Deleting artifacts from Jfrog artifactory doesn't result in freed disk space


I have Artifactory Jfrog 6.16.0 Pro. I installed plugin artifactCleanup and run it against repositories. It deleted about 500GB. The next step, I delete files from trashcan and it is zero now. The last one I run "Garbage Collection" manually.

Space wasn't freed. In Storage section it shows me the following info:

Binaries Size: 1.67 TB
Artifacts Size: 663.15 GB
Optimization:  257.79%

How can I actually free space after artifacts deletion?


Solution

  • First let's make sure how Artifactory GC works. From the docs:

    When a new file is deployed, Artifactory checks if a binary with the same checksum already exists and if so, links the repository path to this binary. Upon deletion of a repository path, Artifactory does not delete the binary since it may be used by other paths. However, once all paths pointing to a binary are deleted, the file is actually no longer being used. To make sure your system does not become clogged with unused binaries, Artifactory periodically runs a "Garbage Collection" to identify unused ("deleted") binaries and dispose of them from the datastore. By default, this is set to run every 4 hours and is controlled by a cron expression.

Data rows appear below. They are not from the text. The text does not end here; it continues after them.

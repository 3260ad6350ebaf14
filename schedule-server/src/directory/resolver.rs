//! City and station resolution over the cached directory.
//!
//! Translates a free-text city name into actionable station identifiers:
//! normalized title matching across a settlement's three title variants,
//! city-name stripping for station display names, and the
//! letters-before-digits ordering the pickers present.

use std::cmp::Ordering;
use std::collections::{BTreeSet, HashSet};
use std::sync::Arc;

use tracing::debug;

use crate::domain::{ResolvedCity, ResolvedStation, StationCode};
use crate::rasp::{AllStationsResponse, RaspError, Settlement};

use super::cache::DirectoryCache;

/// Filtering policy for station resolution.
///
/// The country restriction and the Cyrillic display-name check mirror the
/// product's current market. Both are configuration rather than
/// hard-wired behaviour so a different deployment can relax them.
#[derive(Debug, Clone)]
pub struct StationPolicy {
    /// Keep only settlements whose country title contains this substring.
    pub country_filter: Option<String>,

    /// Require at least one Cyrillic character in a station display name.
    /// Filters out transliteration artifacts and placeholder entries.
    pub require_cyrillic: bool,

    /// Transport tag a station must carry.
    pub transport_type: String,
}

impl Default for StationPolicy {
    fn default() -> Self {
        Self {
            country_filter: Some("Россия".to_string()),
            require_cyrillic: true,
            transport_type: "train".to_string(),
        }
    }
}

/// Resolves human-entered city names against the cached directory.
pub struct DirectoryResolver {
    cache: Arc<DirectoryCache>,
    policy: StationPolicy,
}

impl DirectoryResolver {
    /// Create a resolver with the default policy.
    pub fn new(cache: Arc<DirectoryCache>) -> Self {
        Self::with_policy(cache, StationPolicy::default())
    }

    /// Create a resolver with a custom policy.
    pub fn with_policy(cache: Arc<DirectoryCache>, policy: StationPolicy) -> Self {
        Self { cache, policy }
    }

    /// Every settlement title across the directory, deduplicated by exact
    /// string equality, in ascending lexicographic order.
    pub async fn all_cities(&self) -> Result<Vec<ResolvedCity>, Arc<RaspError>> {
        let directory = self.cache.get().await?;
        let cities = collect_cities(&directory);
        debug!(count = cities.len(), "resolved city list");
        Ok(cities)
    }

    /// Stations in the named city, filtered per the policy, deduplicated
    /// by display name and sorted letters-first.
    ///
    /// A trimmed-empty query returns an empty list without touching the
    /// network: it would otherwise match every settlement with a blank
    /// title variant and return stations from all over the directory.
    pub async fn stations_in_city(
        &self,
        city: &str,
    ) -> Result<Vec<ResolvedStation>, Arc<RaspError>> {
        if city.trim().is_empty() {
            return Ok(Vec::new());
        }

        let directory = self.cache.get().await?;
        let stations = collect_stations(&directory, city, &self.policy);
        debug!(city, count = stations.len(), "resolved stations");
        Ok(stations)
    }
}

/// Normalize a title for matching: spaces and hyphens stripped,
/// lowercased. "Нижний Новгород", "нижний-новгород" and
/// "НижнийНовгород" all map to the same key.
pub fn normalize_title(value: &str) -> String {
    value
        .chars()
        .filter(|c| *c != ' ' && *c != '-')
        .flat_map(char::to_lowercase)
        .collect()
}

/// Whether the string contains at least one Cyrillic character.
pub fn contains_cyrillic(value: &str) -> bool {
    value.chars().any(|c| ('\u{0400}'..='\u{04FF}').contains(&c))
}

/// Derive a station display name by stripping the city out of the full
/// title.
///
/// `"Москва, Белорусский вокзал"` → `"Белорусский вокзал"`,
/// `"Москва (Казанский вокзал)"` → `"Казанский вокзал"`, and a plain
/// city-name prefix is stripped as a fallback.
pub fn display_name(full_title: &str, city_title: &str) -> String {
    let full = full_title.trim();

    if let Some((_, rest)) = full.split_once(',') {
        return rest.trim().to_string();
    }

    if let (Some(open), Some(close)) = (full.find('('), full.rfind(')'))
        && open < close
    {
        return full[open + 1..close].trim().to_string();
    }

    if let Some(rest) = full.strip_prefix(city_title) {
        let rest = rest.trim_start_matches([' ', '-']).trim();
        if !rest.is_empty() {
            return rest.to_string();
        }
    }

    full.to_string()
}

/// Ordering for station display names: entries starting with a letter
/// sort before entries starting with a digit; lexicographic within each
/// group.
pub fn compare_station_titles(a: &str, b: &str) -> Ordering {
    let digit_first = |s: &str| s.chars().next().is_some_and(|c| c.is_ascii_digit());
    digit_first(a)
        .cmp(&digit_first(b))
        .then_with(|| a.cmp(b))
}

fn collect_cities(directory: &AllStationsResponse) -> Vec<ResolvedCity> {
    let mut titles = BTreeSet::new();
    for country in &directory.countries {
        for region in &country.regions {
            for settlement in &region.settlements {
                if let Some(title) = settlement.title.as_deref()
                    && !title.trim().is_empty()
                {
                    titles.insert(title.to_string());
                }
            }
        }
    }
    titles
        .into_iter()
        .map(|title| ResolvedCity { title })
        .collect()
}

fn settlement_matches(settlement: &Settlement, target: &str) -> bool {
    [
        settlement.title.as_deref(),
        settlement.popular_title.as_deref(),
        settlement.short_title.as_deref(),
    ]
    .into_iter()
    .flatten()
    .any(|title| normalize_title(title) == target)
}

fn collect_stations(
    directory: &AllStationsResponse,
    city: &str,
    policy: &StationPolicy,
) -> Vec<ResolvedStation> {
    let query = city.trim();
    let target = normalize_title(query);

    let mut seen = HashSet::new();
    let mut stations = Vec::new();

    for country in &directory.countries {
        if let Some(filter) = &policy.country_filter {
            let country_title = country.title.as_deref().unwrap_or("");
            if !country_title.contains(filter.as_str()) {
                continue;
            }
        }
        for region in &country.regions {
            for settlement in &region.settlements {
                if !settlement_matches(settlement, &target) {
                    continue;
                }
                let city_title = settlement.title.as_deref().unwrap_or(query);
                for station in &settlement.stations {
                    if station.transport_type.as_deref() != Some(policy.transport_type.as_str()) {
                        continue;
                    }
                    let Some(raw_code) = station
                        .codes
                        .as_ref()
                        .and_then(|codes| codes.yandex_code.as_deref())
                        .filter(|code| !code.is_empty())
                    else {
                        continue;
                    };
                    let Ok(code) = StationCode::parse(raw_code) else {
                        continue;
                    };

                    let full_title = station
                        .title
                        .as_deref()
                        .or(station.short_title.as_deref())
                        .unwrap_or("");
                    let title = display_name(full_title, city_title);
                    if title.is_empty() {
                        continue;
                    }
                    if policy.require_cyrillic && !contains_cyrillic(&title) {
                        continue;
                    }

                    // First occurrence wins.
                    if seen.insert(title.clone()) {
                        stations.push(ResolvedStation {
                            title,
                            code: Some(code),
                        });
                    }
                }
            }
        }
    }

    stations.sort_by(|a, b| compare_station_titles(&a.title, &b.title));
    stations
}


#[cfg(test)]
mod proptests {
    use super::*;
    use proptest::prelude::*;

    proptest! {
        /// Case changes and inserted spaces/hyphens never change the
        /// normalized key.
        #[test]
        fn normalization_collapses_variants(base in "[а-я]{1,12}") {
            let spaced: String = base.chars().flat_map(|c| [c, ' ']).collect();
            let hyphened: String = base.chars().flat_map(|c| [c, '-']).collect();
            let upper = base.to_uppercase();

            let key = normalize_title(&base);
            prop_assert_eq!(normalize_title(&spaced), key.clone());
            prop_assert_eq!(normalize_title(&hyphened), key.clone());
            prop_assert_eq!(normalize_title(&upper), key);
        }

        /// Normalized output never contains spaces, hyphens or uppercase.
        #[test]
        fn normalized_is_canonical(s in "[А-Яа-яA-Za-z0-9 \\-]{0,24}") {
            let normalized = normalize_title(&s);
            prop_assert!(!normalized.contains(' '));
            prop_assert!(!normalized.contains('-'));
            prop_assert_eq!(normalized.clone(), normalized.to_lowercase());
        }
    }
}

    This means that if I store the same 5GB file 100 times, then our artifacts size is 500GB, while our binaries size is still 5GB. This is because Artifactory de-duplicates through checksum-based storage.

    The binaries size should never be more than the artifacts size, quite the opposite, the optimization shouldn't pass 100%. However, this is calculated essentially with what you get running a "df" command, so if GC hasn't run it will show those binaries still there.

    This takes us to your issue, which may not be an issue but an expected behavior also noted in the previously linked docs:

    Unreferenced binaries, (including existing unreferenced binaries or artifacts that were manually deleted from the trashcan), will be deleted during the previous Full GC strategy that runs every 20 GC iterations (configurable, 'artifactory.gc.skipFullGcBetweenMinorIterations=20').

    This tells us that the actual deletion fo binaries will happen only every 20th iteration. Please try to manually trigger GC 20 times; the output of the full GC will be different from the regular one, giving you a summary of what was deleted.

    If that doesn't work look into the permissions for the Artifactory user to make sure it can delete files.